┌─ EXERCISE DATA

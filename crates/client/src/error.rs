use crate::connection::ConnectionPhase;
use alloy_primitives::Address;
use w3_provider::ProviderError;

/// The provider round trip an RPC failure happened in.
///
/// The [`label`](Self::label) is the human-readable stage description the
/// transaction error handler receives alongside the error itself.
#[derive(Debug, Clone, Copy, PartialEq, Eq)]
pub enum Stage {
    NetworkId,
    Accounts,
    GasPrice,
    GasEstimate,
    Balance,
    Call,
    Signing,
    Submit,
}

impl Stage {
    /// Human-readable description of the failed stage.
    pub const fn label(self) -> &'static str {
        match self {
            Self::NetworkId => "could not fetch the network id",
            Self::Accounts => "could not fetch the account list",
            Self::GasPrice => "could not fetch the gas price",
            Self::GasEstimate => "the transaction would fail",
            Self::Balance => "could not fetch the sending address balance",
            Self::Call => "the contract call failed",
            Self::Signing => "the signing request failed",
            Self::Submit => "unable to send the transaction",
        }
    }
}

impl std::fmt::Display for Stage {
    fn fmt(&self, f: &mut std::fmt::Formatter<'_>) -> std::fmt::Result {
        f.write_str(self.label())
    }
}

/// Errors surfaced by wallet-client operations.
#[derive(Debug, thiserror::Error)]
pub enum ClientError {
    /// Invalid configuration, or `initialize` was called twice without an
    /// intervening reset. Always synchronous.
    #[error("configuration error: {0}")]
    Configuration(String),

    /// An operation was attempted before the connection reached `Ready`,
    /// or after it entered `Errored`.
    #[error("{}", .phase.not_ready_reason())]
    NotReady { phase: ConnectionPhase },

    /// The operation needs an account but the wallet exposes none; a
    /// password unlock is likely required.
    #[error("no account is currently exposed by the wallet")]
    NoAccount,

    /// A poll observed a network id outside the configured allow-list.
    #[error("network id {0} is not in the configured allow-list")]
    UnsupportedNetwork(u64),

    /// No static metadata exists for this network id.
    #[error("network id {0} has no known metadata")]
    UnknownNetwork(u64),

    /// A provider RPC call failed, tagged with the stage it failed in.
    #[error("{}: {source}", .stage.label())]
    ProviderRpc {
        stage: Stage,
        #[source]
        source: ProviderError,
    },

    /// The wallet returned a signature that does not originate from the
    /// address it claims to sign for.
    #[error("signature did not originate from {claimed} (recovered signer: {recovered})")]
    SignatureMismatch { claimed: Address, recovered: Address },

    /// The claimed address fails the EIP-55 checksum check. This is a
    /// precondition violation, not a verification result.
    #[error("`{0}` is not a valid checksummed address")]
    InvalidAddress(String),

    /// The signature bytes could not be parsed or used for recovery.
    #[error("malformed signature: {0}")]
    InvalidSignature(#[from] alloy_primitives::SignatureError),

    /// The typed-data payload could not be hashed.
    #[error("invalid typed data payload: {0}")]
    TypedData(#[from] alloy_dyn_abi::Error),

    /// The sender cannot cover worst-case gas for the transaction.
    #[error("insufficient balance: ensure the sender holds at least {required_eth} ETH")]
    InsufficientFunds { required_eth: String },

    /// A decimal amount string could not be converted to base units.
    #[error("invalid decimal amount: {0}")]
    InvalidDecimal(String),
}

impl ClientError {
    pub(crate) fn rpc(stage: Stage, source: ProviderError) -> Self {
        Self::ProviderRpc { stage, source }
    }

    /// Stage label used when funnelling a failure into a transaction error
    /// handler.
    pub fn stage_label(&self) -> &'static str {
        match self {
            Self::ProviderRpc { stage, .. } => stage.label(),
            Self::InsufficientFunds { .. } => "insufficient balance",
            Self::NotReady { .. } | Self::NoAccount => "the wallet connection is not ready",
            Self::UnsupportedNetwork(_) => "unsupported network",
            _ => "unexpected error",
        }
    }
}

└─

▸ WHAT IS EXPECTED
Word for word, repeat every record.

▸ PROBLEM SOLUTION
filename crates/client/src/error.rs
use crate::connection::ConnectionPhase;
use alloy_primitives::Address;
use w3_provider::ProviderError;

/// The provider round trip an RPC failure happened in.
///
/// The [`label`](Self::label) is the human-readable stage description the
/// transaction error handler receives alongside the error itself.
#[derive(Debug, Clone, Copy, PartialEq, Eq)]
pub enum Stage {
    NetworkId,
    Accounts,
    GasPrice,
    GasEstimate,
    Balance,
    Call,
    Signing,
    Submit,
}

impl Stage {
    /// Human-readable description of the failed stage.
    pub const fn label(self) -> &'static str {
        match self {
            Self::NetworkId => "could not fetch the network id",
            Self::Accounts => "could not fetch the account list",
            Self::GasPrice => "could not fetch the gas price",
            Self::GasEstimate => "the transaction would fail",
            Self::Balance => "could not fetch the sending address balance",
            Self::Call => "the contract call failed",
            Self::Signing => "the signing request failed",
            Self::Submit => "unable to send the transaction",
        }
    }
}

impl std::fmt::Display for Stage {
    fn fmt(&self, f: &mut std::fmt::Formatter<'_>) -> std::fmt::Result {
        f.write_str(self.label())
    }
}

/// Errors surfaced by wallet-client operations.
#[derive(Debug, thiserror::Error)]
pub enum ClientError {
    /// Invalid configuration, or `initialize` was called twice without an
    /// intervening reset. Always synchronous.
    #[error("configuration error: {0}")]
    Configuration(String),

    /// An operation was attempted before the connection reached `Ready`,
    /// or after it entered `Errored`.
    #[error("{}", .phase.not_ready_reason())]
    NotReady { phase: ConnectionPhase },

    /// The operation needs an account but the wallet exposes none; a
    /// password unlock is likely required.
    #[error("no account is currently exposed by the wallet")]
    NoAccount,

    /// A poll observed a network id outside the configured allow-list.
    #[error("network id {0} is not in the configured allow-list")]
    UnsupportedNetwork(u64),

    /// No static metadata exists for this network id.
    #[error("network id {0} has no known metadata")]
    UnknownNetwork(u64),

    /// A provider RPC call failed, tagged with the stage it failed in.
    #[error("{}: {source}", .stage.label())]
    ProviderRpc {
        stage: Stage,
        #[source]
        source: ProviderError,
    },

    /// The wallet returned a signature that does not originate from the
    /// address it claims to sign for.
    #[error("signature did not originate from {claimed} (recovered signer: {recovered})")]
    SignatureMismatch { claimed: Address, recovered: Address },

    /// The claimed address fails the EIP-55 checksum check. This is a
    /// precondition violation, not a verification result.
    #[error("`{0}` is not a valid checksummed address")]
    InvalidAddress(String),

    /// The signature bytes could not be parsed or used for recovery.
    #[error("malformed signature: {0}")]
    InvalidSignature(#[from] alloy_primitives::SignatureError),

    /// The typed-data payload could not be hashed.
    #[error("invalid typed data payload: {0}")]
    TypedData(#[from] alloy_dyn_abi::Error),

    /// The sender cannot cover worst-case gas for the transaction.
    #[error("insufficient balance: ensure the sender holds at least {required_eth} ETH")]
    InsufficientFunds { required_eth: String },

    /// A decimal amount string could not be converted to base units.
    #[error("invalid decimal amount: {0}")]
    InvalidDecimal(String),
}

impl ClientError {
    pub(crate) fn rpc(stage: Stage, source: ProviderError) -> Self {
        Self::ProviderRpc { stage, source }
    }

    /// Stage label used when funnelling a failure into a transaction error
    /// handler.
    pub fn stage_label(&self) -> &'static str {
        match self {
            Self::ProviderRpc { stage, .. } => stage.label(),
            Self::InsufficientFunds { .. } => "insufficient balance",
            Self::NotReady { .. } | Self::NoAccount => "the wallet connection is not ready",
            Self::UnsupportedNetwork(_) => "unsupported network",
            _ => "unexpected error",
        }
    }
}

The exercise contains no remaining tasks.